Vi em imagem tremida, captada por um celular de minha filha, professora da rede pública do DF, uma festa antecipada do Dia das Crianças em uma cidade da periferia. Como é fácil fazer uma criança feliz. É só juntá-la com outras, distribuir balinhas, colocar alguma música e deixar que se espalhem no pátio.
Que alegria gratuita! Em um átimo, transformaram o pátio em um parque de diversões. Misturavam-se em uma grande algazarra crianças negras, brancas, loiras e mulatas. Só depois é que aprendem a discriminar os outros pela cor, porque são pobres ou não usam um tênis de marca. A partir da imagem do celular, resolvi fazer uma oração para São Cosme e São Damião, os santos protetores das crianças, atualizando uma célebre crônica de Rubem Braga para o mundo da idade mídia virtual.
“São Cosme e São Damião, em primeiro lugar, protegei os meninos e meninas dos que só querem dispensar atenção a eles no Dia das Crianças e viver com boa consciência no restante do ano, pois é sabido que precisam de cuidados todos os dias.
Protegei as crianças que reviram os detritos nos lixões da Estrutural e da Ceilândia, disputando comida com os urubus, mas também os meninos dos bairros , pois o dinheiro não compra tudo.
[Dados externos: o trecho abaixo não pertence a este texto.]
//! Error types for cairn-fetch

use cairn_core::StateError;
use thiserror::Error;

#[derive(Debug, Error)]
pub enum FetchError {
    /// One source failed. Its elements and timestamps are left untouched.
    #[error("fetch from `{source_name}` failed: {error:#}")]
    Adapter {
        source_name: String,
        error: anyhow::Error,
    },

    #[error("fetch task failed: {0}")]
    Task(#[from] tokio::task::JoinError),

    #[error("filter `{filter}` failed: {error:#}")]
    Filter { filter: String, error: anyhow::Error },

    #[error(transparent)]
    State(#[from] StateError),
}

impl FetchError {
    /// Source the error is attributed to, if any.
    pub fn source_name(&self) -> Option<&str> {
        match self {
            FetchError::Adapter { source_name, .. } => Some(source_name),
            FetchError::Task(_) | FetchError::Filter { .. } | FetchError::State(_) => None,
        }
    }
}
//! Integration tests for Cairn
//!
//! These tests drive the crates together the way a workspace is processed:
//! parse → merge → path index → state → reserialize → reparse, then a partial
//! fetch on top of the indexed state, then the CLI over a real directory.

use std::collections::BTreeMap;
use std::path::Path;
use std::process::Command;
use std::sync::Arc;

use async_trait::async_trait;
use cairn_core::{
    ElemID, Element, IdKind, ObjectType, SourcePath, TypeRef, TypeRegistry, WorkspaceState, load_state, save_state,
};
use cairn_fetch::{Adapter, FetchPipeline};
use cairn_merge::merge_fragments;
use cairn_parser::{SOURCE_EXTENSION, SourceUnit, dump_elements, parse_units};
use serde_json::json;

const SOURCES: &[(&str, &str)] = &[
    (
        "salesforce/types.nacl",
        r#"
type salesforce_string is string {}
type salesforce_number is number {}
"#,
    ),
    (
        "salesforce/objects/standard/lead.nacl",
        r#"
model salesforce_lead {
  label = "Lead"
  salesforce_string name {
    label = "Name"
  }
}
"#,
    ),
    (
        "salesforce/objects/custom/lead.nacl",
        r#"
model salesforce_lead {
  salesforce_number Score__c {
    label = "Score"
  }
}
"#,
    ),
    (
        "salesforce/overrides/lead.nacl",
        r#"
model salesforce_lead {
  name {
    _required = true
  }
}
"#,
    ),
    (
        "salesforce/records/account/acme.nacl",
        r#"
instance salesforce_account acme {
  name = "Acme"
  tags = ["partner", "emea"]
}
"#,
    ),
];

fn units() -> Vec<SourceUnit> {
    SOURCES
        .iter()
        .map(|(origin, content)| SourceUnit::new(*origin, *content))
        .collect()
}

fn lead_id() -> ElemID {
    ElemID::new_type("salesforce", "lead")
}

/// Elements with paths cleared; paths are compared separately.
fn without_paths(elements: &[Element]) -> BTreeMap<ElemID, Element> {
    elements
        .iter()
        .cloned()
        .map(|mut element| {
            if let Some(paths) = element.paths_mut() {
                paths.clear();
            }
            (element.elem_id().clone(), element)
        })
        .collect()
}

#[test]
fn test_parse_merge_store_reserialize() {
    let registry = TypeRegistry::new();
    let parsed = parse_units(&units(), &registry);
    assert!(parsed.is_ok(), "unexpected errors: {:?}", parsed.errors);

    let merged = merge_fragments(&parsed.fragments, &registry);
    assert!(merged.conflicts.is_empty());
    assert_eq!(merged.elements.len(), 4);

    let Some(Element::Object(lead)) = merged.get(&lead_id()) else {
        panic!("lead missing");
    };
    assert_eq!(lead.annotations["label"], json!("Lead"));
    assert_eq!(lead.fields["name"].annotations["_required"], json!(true));
    assert_eq!(lead.fields["Score__c"].annotations["label"], json!("Score"));
    assert_eq!(lead.paths.len(), 3);

    // Store and reload.
    let dir = tempfile::tempdir().unwrap();
    let state = WorkspaceState::new();
    state.override_elements(merged.elements.clone(), None);
    state.override_path_index(&parsed.fragments);
    save_state(&state, dir.path()).unwrap();

    let loaded = load_state(dir.path()).unwrap().unwrap();
    assert_eq!(loaded.hash().unwrap(), state.hash().unwrap());
    assert_eq!(loaded.existing_sources().into_iter().collect::<Vec<_>>(), vec!["salesforce"]);
    let index = loaded.path_index();
    assert_eq!(
        index.paths(&lead_id().create_nested(IdKind::Field, "Score__c")),
        Some(&[SourcePath::new(["salesforce", "objects", "custom", "lead"])][..])
    );

    // Reserialize through the path index and parse the result again.
    let dumped = dump_elements(&loaded.get_all(), &index);
    let files: Vec<String> = dumped.keys().map(|p| p.to_file_name(SOURCE_EXTENSION)).collect();
    assert_eq!(
        files,
        vec![
            "salesforce/objects/custom/lead.nacl",
            "salesforce/objects/standard/lead.nacl",
            "salesforce/records/account/acme.nacl",
            "salesforce/types.nacl",
        ]
    );

    let reparsed_units: Vec<SourceUnit> = dumped
        .iter()
        .map(|(path, text)| SourceUnit::new(path.to_file_name(SOURCE_EXTENSION), text.clone()))
        .collect();
    let registry = TypeRegistry::new();
    let reparsed = parse_units(&reparsed_units, &registry);
    assert!(reparsed.is_ok(), "dump did not reparse: {:?}", reparsed.errors);
    let remerged = merge_fragments(&reparsed.fragments, &registry);
    assert!(remerged.conflicts.is_empty());
    assert_eq!(without_paths(&remerged.elements), without_paths(&merged.elements));

    let Some(Element::Object(relead)) = remerged.get(&lead_id()) else {
        panic!("lead missing after reparse");
    };
    assert_eq!(
        relead.paths,
        vec![
            SourcePath::new(["salesforce", "objects", "custom", "lead"]),
            SourcePath::new(["salesforce", "objects", "standard", "lead"]),
        ]
    );
}

struct HubspotAdapter;

#[async_trait]
impl Adapter for HubspotAdapter {
    fn name(&self) -> &str {
        "hubspot"
    }

    async fn fetch(&self, registry: &TypeRegistry) -> anyhow::Result<Vec<Element>> {
        let mut contact = ObjectType::new(ElemID::new_type("hubspot", "contact"));
        contact.add_field("email", registry.get_or_create("hubspot_string"));
        Ok(vec![Element::Object(
            contact.with_path(SourcePath::new(["hubspot", "objects", "contact"])),
        )])
    }
}

#[tokio::test]
async fn test_fetch_on_top_of_indexed_sources() {
    let registry = TypeRegistry::new();
    let parsed = parse_units(&units(), &registry);
    let merged = merge_fragments(&parsed.fragments, &registry);

    let state = Arc::new(WorkspaceState::new());
    state.override_elements(merged.elements, None);
    state.override_path_index(&parsed.fragments);
    let before = state.snapshot();

    let mut pipeline = FetchPipeline::new(state.clone());
    pipeline.add_adapter(Arc::new(HubspotAdapter));
    let outcome = pipeline.fetch(Some(&["hubspot".to_string()])).await.unwrap();

    assert_eq!(outcome.fetched, vec!["hubspot"]);
    assert_eq!(outcome.diff.added, vec![ElemID::new_type("hubspot", "contact")]);
    assert!(outcome.diff.removed.is_empty());

    let after = state.snapshot();
    assert_eq!(after.sources_update_dates["salesforce"], before.sources_update_dates["salesforce"]);
    for (id, element) in &before.elements {
        assert_eq!(after.elements.get(id), Some(element));
        assert_eq!(after.path_index.paths(id), before.path_index.paths(id));
    }
    assert_eq!(
        after.path_index.paths(&ElemID::new_type("hubspot", "contact")),
        Some(&[SourcePath::new(["hubspot", "objects", "contact"])][..])
    );
    let Some(Element::Object(contact)) = state.get(&ElemID::new_type("hubspot", "contact")) else {
        panic!("contact missing");
    };
    assert_eq!(contact.fields["email"].type_ref, TypeRef::detached(ElemID::new_type("hubspot", "string")));
}

// ── CLI ─────────────────────────────────────────────────

fn write_sources(root: &Path) {
    for (origin, content) in SOURCES {
        let path = root.join(origin);
        std::fs::create_dir_all(path.parent().unwrap()).unwrap();
        std::fs::write(path, content).unwrap();
    }
}

fn cairn(root: &Path, args: &[&str]) -> std::process::Output {
    Command::new(env!("CARGO_BIN_EXE_cairn"))
        .arg("--root")
        .arg(root)
        .args(args)
        .output()
        .expect("Failed to execute cairn")
}

#[test]
fn test_cli_check_index_state() {
    let dir = tempfile::tempdir().unwrap();
    write_sources(dir.path());

    let check = cairn(dir.path(), &["check"]);
    assert!(check.status.success(), "{}", String::from_utf8_lossy(&check.stdout));
    assert!(String::from_utf8_lossy(&check.stdout).contains("4 elements, 0 syntax errors, 0 conflicts"));

    let index = cairn(dir.path(), &["index"]);
    assert!(index.status.success());
    assert!(dir.path().join(".cairn/state.json").exists());

    let state = cairn(dir.path(), &["state", "--list"]);
    let stdout = String::from_utf8_lossy(&state.stdout);
    assert!(state.status.success());
    assert!(stdout.contains("version: 1"));
    assert!(stdout.contains("source salesforce: updated"));
    assert!(stdout.contains("salesforce.lead  [salesforce/objects/custom/lead"));

    let clear = cairn(dir.path(), &["clear"]);
    assert!(clear.status.success());
    assert!(!dir.path().join(".cairn/state.json").exists());
}

#[test]
fn test_cli_check_reports_syntax_errors() {
    let dir = tempfile::tempdir().unwrap();
    write_sources(dir.path());
    std::fs::write(dir.path().join("salesforce/broken.nacl"), "bla {\n}\n").unwrap();

    let check = cairn(dir.path(), &["check"]);
    let stdout = String::from_utf8_lossy(&check.stdout);
    assert!(!check.status.success());
    assert!(stdout.contains("salesforce/broken.nacl:1:1"), "{}", stdout);
    assert!(stdout.contains("invalid top-level syntax"));
    // The other units still merged.
    assert!(stdout.contains("4 elements, 1 syntax errors, 0 conflicts"));
}
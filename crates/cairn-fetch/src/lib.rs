//! Fetch pipeline: runs adapters with bounded concurrency, applies post-fetch
//! filters, merges and stores the result

pub mod adapter;
pub mod error;
pub mod filter;
pub mod pipeline;

#[cfg(test)]
pub mod tests;

pub use adapter::{Adapter, into_fragments};
pub use error::FetchError;
pub use filter::FetchFilter;
pub use pipeline::{FetchOptions, FetchOutcome, FetchPipeline};
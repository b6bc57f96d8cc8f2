//! Element id → source path mapping

use std::collections::{BTreeMap, BTreeSet};

use serde::{Deserialize, Serialize};

use crate::id::ElemID;
use crate::model::{Element, Fragment, SourcePath};

/// For every canonical id, the source paths it is serialized under.
///
/// A top-level id maps to every path any of its fragments carried. When an
/// element spans more than one path, each of its field ids maps to the path of
/// the fragment that defined it, so a printer can put every field back where it
/// came from.
#[derive(Debug, Clone, Default, PartialEq, Eq, Serialize, Deserialize)]
#[serde(transparent)]
pub struct PathIndex {
    entries: BTreeMap<ElemID, Vec<SourcePath>>,
}

impl PathIndex {
    pub fn new() -> Self {
        Self::default()
    }

    /// Build an index from unmerged fragments.
    pub fn from_fragments(fragments: &[Fragment]) -> Self {
        let mut top: BTreeMap<ElemID, BTreeSet<SourcePath>> = BTreeMap::new();
        let mut nested: BTreeMap<ElemID, BTreeSet<SourcePath>> = BTreeMap::new();

        for fragment in fragments {
            let paths = fragment.element.paths();
            if paths.is_empty() {
                continue;
            }
            top.entry(fragment.merge_key())
                .or_default()
                .extend(paths.iter().cloned());
            if let Element::Object(object) = &fragment.element {
                for field in object.fields.values() {
                    nested
                        .entry(field.elem_id.clone())
                        .or_default()
                        .extend(paths.iter().cloned());
                }
            }
        }

        let mut entries = BTreeMap::new();
        for (id, paths) in top {
            if paths.len() > 1 {
                for (field_id, field_paths) in nested.range(id.clone()..) {
                    if field_id.top_level_parent() != id {
                        break;
                    }
                    entries.insert(field_id.clone(), field_paths.iter().cloned().collect());
                }
            }
            entries.insert(id, paths.into_iter().collect());
        }
        PathIndex { entries }
    }

    /// Incremental refresh: drop the entries owned by the refreshed sources and
    /// those of every element the new fragments touch, then add the fresh
    /// entries. Entries of all other elements stay as they are.
    pub fn update(&mut self, fragments: &[Fragment], refreshed_sources: &[String]) {
        let fresh = PathIndex::from_fragments(fragments);
        let touched: BTreeSet<ElemID> = fresh
            .entries
            .keys()
            .map(ElemID::top_level_parent)
            .collect();
        self.entries.retain(|id, _| {
            !refreshed_sources.iter().any(|s| s == id.adapter())
                && !touched.contains(&id.top_level_parent())
        });
        self.entries.extend(fresh.entries);
    }

    /// Full refresh: the index afterwards reflects only `fragments`.
    pub fn overwrite(&mut self, fragments: &[Fragment]) {
        *self = PathIndex::from_fragments(fragments);
    }

    pub fn insert(&mut self, id: ElemID, mut paths: Vec<SourcePath>) {
        paths.sort();
        paths.dedup();
        self.entries.insert(id, paths);
    }

    /// Remove an element's entry and the entries nested under it.
    pub fn remove(&mut self, id: &ElemID) {
        self.entries
            .retain(|entry, _| entry != id && &entry.top_level_parent() != id);
    }

    /// Paths recorded for exactly this id.
    pub fn paths(&self, id: &ElemID) -> Option<&[SourcePath]> {
        self.entries.get(id).map(Vec::as_slice)
    }

    /// Paths for an id, falling back to the closest recorded ancestor.
    pub fn paths_for(&self, id: &ElemID) -> &[SourcePath] {
        let mut current = id.clone();
        loop {
            if let Some(paths) = self.entries.get(&current) {
                return paths;
            }
            if current.is_top_level() {
                return &[];
            }
            current = current.parent();
        }
    }

    /// Sources owning at least one entry.
    pub fn sources(&self) -> BTreeSet<String> {
        self.entries
            .keys()
            .map(|id| id.adapter().to_string())
            .collect()
    }

    pub fn iter(&self) -> impl Iterator<Item = (&ElemID, &[SourcePath])> {
        self.entries.iter().map(|(id, paths)| (id, paths.as_slice()))
    }

    pub fn len(&self) -> usize {
        self.entries.len()
    }

    pub fn is_empty(&self) -> bool {
        self.entries.is_empty()
    }
}
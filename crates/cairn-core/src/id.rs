//! Element identity

use std::fmt;

use serde::{Deserialize, Serialize};

use crate::error::IdError;

/// Separator between the segments of a full element name.
pub const ID_SEPARATOR: char = '.';

/// Separator between adapter and type name in a qualified source name
/// (`salesforce_string` → adapter `salesforce`, name `string`).
pub const QUALIFIED_SEPARATOR: char = '_';

/// What an [`ElemID`] points at.
#[derive(Debug, Clone, Copy, PartialEq, Eq, PartialOrd, Ord, Hash, Serialize, Deserialize)]
#[serde(rename_all = "snake_case")]
pub enum IdKind {
    Type,
    Field,
    Instance,
    Annotation,
}

impl IdKind {
    pub fn as_str(&self) -> &'static str {
        match self {
            IdKind::Type => "type",
            IdKind::Field => "field",
            IdKind::Instance => "instance",
            IdKind::Annotation => "annotation",
        }
    }

    pub fn parse(s: &str) -> Option<Self> {
        match s {
            "type" => Some(IdKind::Type),
            "field" => Some(IdKind::Field),
            "instance" => Some(IdKind::Instance),
            "annotation" => Some(IdKind::Annotation),
            _ => None,
        }
    }
}

/// Logical identity of an element. Two fragments describe the same entity iff
/// their ids compare equal.
///
/// The derived ordering (adapter, type name, kind, name parts) is the ordering
/// used everywhere output has to be deterministic.
#[derive(Debug, Clone, PartialEq, Eq, PartialOrd, Ord, Hash, Serialize, Deserialize)]
#[serde(into = "String", try_from = "String")]
pub struct ElemID {
    adapter: String,
    type_name: String,
    kind: IdKind,
    name_parts: Vec<String>,
}

impl ElemID {
    pub fn new(
        adapter: impl Into<String>,
        type_name: impl Into<String>,
        kind: IdKind,
        name_parts: Vec<String>,
    ) -> Self {
        ElemID {
            adapter: adapter.into(),
            type_name: type_name.into(),
            kind,
            name_parts,
        }
    }

    /// Id of a top-level type owned by `adapter`.
    pub fn new_type(adapter: impl Into<String>, type_name: impl Into<String>) -> Self {
        Self::new(adapter, type_name, IdKind::Type, Vec::new())
    }

    /// Id of a builtin type (no owning adapter).
    pub fn builtin(type_name: impl Into<String>) -> Self {
        Self::new_type("", type_name)
    }

    /// Resolve a qualified source name. The adapter is everything before the
    /// first `_`; a name without one (or starting with one) is a builtin.
    pub fn from_qualified(qualified_name: &str) -> Self {
        match qualified_name.split_once(QUALIFIED_SEPARATOR) {
            Some((adapter, name)) if !adapter.is_empty() && !name.is_empty() => {
                Self::new_type(adapter, name)
            }
            _ => Self::builtin(qualified_name),
        }
    }

    /// Parse a dotted full name as produced by [`ElemID::full_name`].
    pub fn from_full_name(full_name: &str) -> Result<Self, IdError> {
        if full_name.is_empty() {
            return Err(IdError::Empty);
        }
        let segments: Vec<&str> = full_name.split(ID_SEPARATOR).collect();
        match segments.as_slice() {
            [name] => Ok(Self::builtin(*name)),
            [adapter, type_name] => Ok(Self::new_type(*adapter, *type_name)),
            [_, _, kind] => match IdKind::parse(kind) {
                Some(_) => Err(IdError::MissingName(full_name.to_string())),
                None => Err(IdError::UnknownKind {
                    id: full_name.to_string(),
                    kind: kind.to_string(),
                }),
            },
            [adapter, type_name, kind, rest @ ..] => {
                let kind = IdKind::parse(kind).ok_or_else(|| IdError::UnknownKind {
                    id: full_name.to_string(),
                    kind: kind.to_string(),
                })?;
                if kind == IdKind::Type {
                    return Err(IdError::UnknownKind {
                        id: full_name.to_string(),
                        kind: kind.as_str().to_string(),
                    });
                }
                Ok(Self::new(
                    *adapter,
                    *type_name,
                    kind,
                    rest.iter().map(|s| s.to_string()).collect(),
                ))
            }
            [] => Err(IdError::Empty),
        }
    }

    pub fn adapter(&self) -> &str {
        &self.adapter
    }

    pub fn type_name(&self) -> &str {
        &self.type_name
    }

    pub fn kind(&self) -> IdKind {
        self.kind
    }

    pub fn name_parts(&self) -> &[String] {
        &self.name_parts
    }

    /// The element's own name: the last name part, or the type name for types.
    pub fn name(&self) -> &str {
        self.name_parts.last().map_or(self.type_name.as_str(), String::as_str)
    }

    pub fn is_builtin(&self) -> bool {
        self.adapter.is_empty()
    }

    /// Types and single-part instances are top level; everything else nests
    /// inside one.
    pub fn is_top_level(&self) -> bool {
        match self.kind {
            IdKind::Type => true,
            IdKind::Instance => self.name_parts.len() <= 1,
            IdKind::Field | IdKind::Annotation => false,
        }
    }

    /// Id of a child: `parent.field.name` for a type, or one more name part
    /// for an already nested id.
    pub fn create_nested(&self, kind: IdKind, name: impl Into<String>) -> Self {
        let name = name.into();
        if self.kind == IdKind::Type {
            Self::new(self.adapter.clone(), self.type_name.clone(), kind, vec![name])
        } else {
            let mut parts = self.name_parts.clone();
            parts.push(name);
            Self::new(self.adapter.clone(), self.type_name.clone(), self.kind, parts)
        }
    }

    /// The id one level up. A top-level id is its own parent.
    pub fn parent(&self) -> Self {
        match self.kind {
            IdKind::Type => self.clone(),
            _ if self.name_parts.len() > 1 => {
                let mut parts = self.name_parts.clone();
                parts.pop();
                Self::new(self.adapter.clone(), self.type_name.clone(), self.kind, parts)
            }
            IdKind::Instance => self.clone(),
            IdKind::Field | IdKind::Annotation => {
                Self::new_type(self.adapter.clone(), self.type_name.clone())
            }
        }
    }

    /// Walk up to the enclosing top-level element.
    pub fn top_level_parent(&self) -> Self {
        let mut current = self.clone();
        while !current.is_top_level() {
            current = current.parent();
        }
        current
    }

    /// Name as written in source (`adapter_type`).
    pub fn qualified_name(&self) -> String {
        if self.adapter.is_empty() {
            self.type_name.clone()
        } else {
            format!("{}{}{}", self.adapter, QUALIFIED_SEPARATOR, self.type_name)
        }
    }

    /// Dotted full name, e.g. `salesforce.lead.field.name`.
    pub fn full_name(&self) -> String {
        let mut out = if self.adapter.is_empty() {
            self.type_name.clone()
        } else {
            format!("{}{}{}", self.adapter, ID_SEPARATOR, self.type_name)
        };
        if self.kind != IdKind::Type {
            out.push(ID_SEPARATOR);
            out.push_str(self.kind.as_str());
            for part in &self.name_parts {
                out.push(ID_SEPARATOR);
                out.push_str(part);
            }
        }
        out
    }
}

impl fmt::Display for ElemID {
    fn fmt(&self, f: &mut fmt::Formatter<'_>) -> fmt::Result {
        f.write_str(&self.full_name())
    }
}

impl From<ElemID> for String {
    fn from(id: ElemID) -> Self {
        id.full_name()
    }
}

impl TryFrom<String> for ElemID {
    type Error = IdError;

    fn try_from(value: String) -> Result<Self, Self::Error> {
        ElemID::from_full_name(&value)
    }
}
Protegei os meninos pobres e os ricos do lixo comercial, industrial, tecnológico e virtual.
Ó São Cosme e São Damião, protegei as crianças do tráfico e drogas e do tráfico de asneiras midiáticas. Protegei as que não têm brinquedos e as que ganharam brinquedos importados que brincam sozinhos sem precisar de crianças. Protegei as crianças dos pais separados e as dos pais que não se separam, mas dizem e fazem coisas piores que as dos pais separados.
Protegei os meninos e as meninas da gripe suína, da dengue, da catapora, do zica vírus, das balas perdidas, do funk carioca, do sertanejo universitário e do Big Brother Brasil. Velai pelos mirradinhos que não têm nada para comer e pelos que, tendo demais, ficam obesos.
Crédito: Mila Petrillo/Projeto Tapera das Artes, Ceará
Ó São Cosme, ó São Damião, livrai as crianças das reformas de ensino concebidas pelo Alexandre Frota. Protegei da competência da publicidade, que induz algumas a roubarem tênis de marca das outras. Iluminai a cabecinha delas para que percebam que tênis é um sapato de borracha que produz muito chulé.
Protegei os meninos e meninas dos pais covardes, que bebem e ficam valentes. Velai pelos que são órfãos de fato ou são órfãos de pais vivos. Protegei os filhos dos pobres e os filhos dos pobres de espírito. Ó São Cosme, ó São Damião, protegei os meninos de Brasília e do Brasil.”